Go ahead and copy text from draft-ietf-mpls-sfc, if you want to. I wrote it and I donate each and every word to you for no fee. You can even use them in the same order if it suits you.

 

Acknowledgements are also nice.

 

Adrian

 

From: mpls <mpls-bounces@ietf.org> On Behalf Of Andrew G. Malis
Sent: 15 March 2019 15:06
To: Benjamin Kaduk <kaduk@mit.edu>
Cc: mpls-chairs <mpls-chairs@ietf.org>; mpls <mpls@ietf.org>; The IESG <iesg@ietf.org>; draft-ietf-mpls-sfc-encapsulation@ietf.org
Subject: Re: [mpls] Benjamin Kaduk's Discuss on draft-ietf-mpls-sfc-encapsulation-03: (with DISCUSS and COMMENT)

 

Benjamin,

 

Thanks for your review and comments. See below inline..

 

On Wed, Mar 13, 2019 at 10:13 PM Benjamin Kaduk via Datatracker <noreply@ietf.org <mailto:noreply@ietf.org> > wrote:


----------------------------------------------------------------------
DISCUSS:
----------------------------------------------------------------------

Thanks for this clear and concise document!  I just have one concern,
which will hopefully be easy to resolve (since there is a good chance
that all the text necessary to do so is already written).
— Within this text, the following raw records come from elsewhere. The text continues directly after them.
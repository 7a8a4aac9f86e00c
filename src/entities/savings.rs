// 🐖 Savings account - monthly interest

use tracing::info;

use crate::entities::account::{AccountCore, AccountType, BankAccount};
use crate::entities::client::SharedClient;
use crate::error::{AccountError, AccountResult};
use crate::numbering::AccountNumberSequence;
use crate::statement::StatementDetail;

/// Default monthly interest rate (0.5% a month)
pub const MONTHLY_INTEREST_RATE: f64 = 0.005;

#[derive(Debug)]
pub struct SavingsAccount {
    core: AccountCore,
    monthly_interest_rate: f64,
}

impl SavingsAccount {
    /// Fails with `InvalidRate` unless the rate is finite and non-negative
    pub fn new(core: AccountCore, monthly_interest_rate: f64) -> AccountResult<Self> {
        if !monthly_interest_rate.is_finite() || monthly_interest_rate < 0.0 {
            return Err(AccountError::InvalidRate {
                rate: monthly_interest_rate,
            });
        }

        Ok(SavingsAccount {
            core,
            monthly_interest_rate,
        })
    }

    /// Default branch, default rate, next number from `numbers`
    pub fn open(owner: SharedClient, numbers: &mut AccountNumberSequence) -> AccountResult<Self> {
        Self::new(AccountCore::open(owner, numbers)?, MONTHLY_INTEREST_RATE)
    }

    pub fn monthly_interest_rate(&self) -> f64 {
        self.monthly_interest_rate
    }

    /// Credit one month of interest and return it. Never fails; zero
    /// balance earns zero.
    pub fn apply_interest(&mut self) -> f64 {
        let interest = self.core.balance() * self.monthly_interest_rate;
        self.core.credit_unchecked(interest);
        info!(account = self.core.number(), interest, "interest applied");
        interest
    }
}

impl BankAccount for SavingsAccount {
    fn core(&self) -> &AccountCore {
        &self.core
    }

    fn core_mut(&mut self) -> &mut AccountCore {
        &mut self.core
    }

    fn account_type(&self) -> AccountType {
        AccountType::Savings
    }

    fn statement_detail(&self) -> StatementDetail {
        StatementDetail::MonthlyInterest {
            rate: self.monthly_interest_rate,
        }
    }
}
As far as I can tell, the comment made by the secdir reviewer of
draft-ietf-mpls-sfc-04 about circular references between that document
and RFCs 7665 and 8300 regarding security properties, is also somewhat
applicable to this document.  I do recognize the validity of first
paragraph of the security considerations here (the NSH is an opaque
payload for MPLS), but that in and of itself does not present a security
analysis of the NSH in the MPLS environment.  The last paragraph of the
security considerations of this document attempts to provide some
analysis, but it seems to be incomplete and perhaps overly optimistic,
particularly with respect to the use of MPLS with Inter-Carrier
Interconnect and the processing of MPLS traffic from external
interfaces.  Is there any reason not to fully harmonize (i.e.,
synchronize) the security considerations of draft-ietf-mpls-sfc and
draft-ietf-mpls-sfc-encapsulation?  (I guess the first paragraph of this
document's security considerations doesn't apply to the other document,
that allocates extended-special-purpose label values, but that's the
only thing I saw.)

 

Trying to keep this document in sync with draft-ietf-mpls-sfc was difficult because it was a moving target while this draft was being developed, and of course, it was updated during IETF last call and IESG review following the completion of this draft. And as you noted, there are some fundamental differences between the two drafts. Because the other draft makes some additions and changes to the MPLS label stack while this draft uses the MPLS label stack as designed and in wide practice, there's text in the other draft that doesn't apply to this one, such as regarding the use of MPLS to encode a logical representation of the NSH.

 

If you have any specific suggestions for improvement for the text here, that would be greatly appreciated! Also, does the IESG have any policy regarding direct copying of applicable text from one draft to another in situations like this? Or perhaps we could just add a reference to particular paragraphs in section 15 of draft-ietf-mpls-sfc? That would remove the need to copy any text.

 

I'll await your reply before taking any action.

 

 

----------------------------------------------------------------------
COMMENT:
----------------------------------------------------------------------

Section 1

   This encapsulation is equivalent from an SFC perspective to other
   transport encapsulations of packets using the NSH.  This can be
   illustrated by adding an additional line to the example of a next-hop
   SPI/SI-to-network overlay network locator mapping in Table 1 of
   [RFC8300]:

We probably should expand SPI and SI, since we haven't yet hit a
terminiology section or a note that (implies that) readers should be
familiar with the standard SFC terminology.
Also, Table 1 of RFC 8300 is labeled "SFF NSH Mapping Example"; it's not
really clear that specifically that table is the best way to illustrate
how the MPLS encapsulation would work.

 

 That table 1 extension was added to the draft as a result of the Routing Directorate review. Other than expanding the acronyms, I'll leave making any changes here up to Deborah.

 


(side note) We use the strings "VPN" and "virtual private" here, which
in some contexts will cause an (uninformed) reader to assume that data
privacy (confidentiality) is involved; our uses do not seem to be for
cases that would involve such a confidentiality property.  As a general
matter, not necessarily involving changes to this document, it may be
good to try to reserve these terms for cases where the confidentiality
is in fact provided, to help disambiguate the cases for the reader. 

 

I take your point, but these are just examples of other uses of MPLS service labels.

 

Section 2.1

nit: s/The TTL For/The TTL for/ (twice)

 

Will fix.

 


Section 3

   For SFC, ECMP may or may not be desirable.  To prevent ECMP when it
   is not desired, the NSH Base Header was carefully constructed so that
   the NSH could not look like IPv4 or IPv6 based on its first nibble.
   See Section 2.2 of [RFC8300] for further details.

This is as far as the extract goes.